Q: How do I calculate the volume of a stock solution needed to prepare a certain volume of a diluted solution?

A: To calculate the volume of a stock solution needed to prepare a certain volume of a diluted solution, you need to know the concentration of the stock solution and the desired concentration of the diluted solution. You can use the formula:

Volume of stock solution = (desired concentration x desired volume) / concentration of stock solution

Conclusion

In this article, we have answered some frequently asked questions related to the problem of calculating concentration and molarity. We have also provided additional information to help you better understand the concepts.

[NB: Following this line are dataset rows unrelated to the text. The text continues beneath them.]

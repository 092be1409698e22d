//! Twelve-byte, time-ordered object identifiers.
//!
//! Layout (big-endian where numeric):
//!
//! | bytes  | content                                   |
//! |--------|-------------------------------------------|
//! | 0..4   | Unix timestamp in seconds                 |
//! | 4..9   | random value fixed per generator          |
//! | 9..12  | counter, incremented per id, wraps at 2^24 |
//!
//! Identifiers render as 24 lowercase hex characters. They serve both as the character key
//! supplied by callers and as the generated file name of every stored image.

use crate::error::StorageError;
use std::fmt;
use std::str::FromStr;
use std::sync::atomic::{AtomicU32, Ordering};
use std::time::{SystemTime, UNIX_EPOCH};

/// Size of an [`ObjectId`] in bytes.
pub const OBJECT_ID_LEN: usize = 12;
/// Length of the hex rendering of an [`ObjectId`].
pub const OBJECT_ID_HEX_LEN: usize = OBJECT_ID_LEN * 2;

const COUNTER_MASK: u32 = 0x00FF_FFFF;

#[derive(Debug, Clone, Copy, PartialEq, Eq, Hash, PartialOrd, Ord)]
pub struct ObjectId([u8; OBJECT_ID_LEN]);

impl ObjectId {
    #[must_use]
    pub const fn from_bytes(bytes: [u8; OBJECT_ID_LEN]) -> Self {
        Self(bytes)
    }

    #[must_use]
    pub const fn as_bytes(&self) -> &[u8; OBJECT_ID_LEN] {
        &self.0
    }

    /// Seconds since the Unix epoch at which the identifier was minted.
    #[must_use]
    pub const fn timestamp(&self) -> u32 {
        u32::from_be_bytes([self.0[0], self.0[1], self.0[2], self.0[3]])
    }

    /// Returns `true` iff `s` is exactly 24 hexadecimal digits (either case).
    ///
    /// Syntactic validity says nothing about whether anything is stored under the id.
    #[must_use]
    pub fn is_valid(s: &str) -> bool {
        s.len() == OBJECT_ID_HEX_LEN && s.bytes().all(|b| b.is_ascii_hexdigit())
    }

    #[must_use]
    pub fn to_hex(&self) -> String {
        hex::encode(self.0)
    }
}

impl fmt::Display for ObjectId {
    fn fmt(&self, f: &mut fmt::Formatter<'_>) -> fmt::Result {
        f.write_str(&self.to_hex())
    }
}

impl FromStr for ObjectId {
    type Err = StorageError;

    fn from_str(s: &str) -> Result<Self, Self::Err> {
        if !Self::is_valid(s) {
            return Err(StorageError::InvalidIdentifier {
                message: format!("{s} is not a valid character ID").into(),
                context: None,
            });
        }

        let mut bytes = [0u8; OBJECT_ID_LEN];
        hex::decode_to_slice(s, &mut bytes).map_err(|e| StorageError::InvalidIdentifier {
            message: e.to_string().into(),
            context: Some(format!("Decoding {s}").into()),
        })?;
        Ok(Self(bytes))
    }
}

impl TryFrom<&str> for ObjectId {
    type Error = StorageError;

    fn try_from(value: &str) -> Result<Self, StorageError> {
        value.parse()
    }
}

/// Thread-safe [`ObjectId`] source.
///
/// One generator is created when the store connects and shared by every request through the
/// store handle. Two calls on the same generator never collide while fewer than 2^24 ids are
/// minted within one second.
#[derive(Debug)]
pub struct ObjectIdGenerator {
    process_unique: [u8; 5],
    counter: AtomicU32,
}

impl ObjectIdGenerator {
    /// Seeds the random component and the counter from the operating system RNG.
    ///
    /// # Errors
    /// Returns [`StorageError::Internal`] if the system RNG is unavailable.
    pub fn new() -> Result<Self, StorageError> {
        let mut seed = [0u8; 8];
        getrandom::fill(&mut seed).map_err(|e| StorageError::Internal {
            message: e.to_string().into(),
            context: Some("Failed to seed object id generator".into()),
        })?;

        let mut process_unique = [0u8; 5];
        process_unique.copy_from_slice(&seed[..5]);
        let counter = u32::from_be_bytes([0, seed[5], seed[6], seed[7]]);

        Ok(Self::with_seed(process_unique, counter))
    }

    /// Builds a generator with a fixed random component and counter start.
    #[must_use]
    pub const fn with_seed(process_unique: [u8; 5], counter: u32) -> Self {
        Self { process_unique, counter: AtomicU32::new(counter & COUNTER_MASK) }
    }

    /// Mints the next identifier. Never fails.
    pub fn generate(&self) -> ObjectId {
        let secs = SystemTime::now()
            .duration_since(UNIX_EPOCH)
            .map_or(0, |d| u32::try_from(d.as_secs()).unwrap_or(u32::MAX));
        self.generate_at(secs)
    }

    fn generate_at(&self, secs: u32) -> ObjectId {
        let count = self.counter.fetch_add(1, Ordering::Relaxed) & COUNTER_MASK;

        let mut bytes = [0u8; OBJECT_ID_LEN];
        bytes[0..4].copy_from_slice(&secs.to_be_bytes());
        bytes[4..9].copy_from_slice(&self.process_unique);
        bytes[9..12].copy_from_slice(&count.to_be_bytes()[1..]);
        ObjectId(bytes)
    }
}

By accurately calculating concentrations and molarities, you can better understand the behavior of chemical systems and make informed decisions in a variety of fields.

Additional Resources

Chemical reactions: understanding the concentration of reactants and products is crucial in predicting the outcome of chemical reactions
Pharmaceuticals: accurately calculating the concentration of medications is essential in ensuring their efficacy and safety
Environmental science: understanding the concentration of pollutants in water and air is crucial in predicting their impact on the environment

Real-World Applications of Molarity and Concentration

Chemical reactions: understanding the concentration of reactants and products is crucial in predicting the outcome of chemical reactions
Pharmaceuticals: accurately calculating the concentration of medications is essential in ensuring their efficacy and safety
Environmental science: understanding the concentration of pollutants in water and air is crucial in predicting their impact on the environment

Conclusion

In conclusion, accurately calculating concentrations and molarities is a fundamental concept in chemistry that has numerous real-world applications. By understanding the concepts and formulas, you can better predict the outcome of chemical reactions, ensure the efficacy and safety of medications, and understand the impact of pollutants on the environment.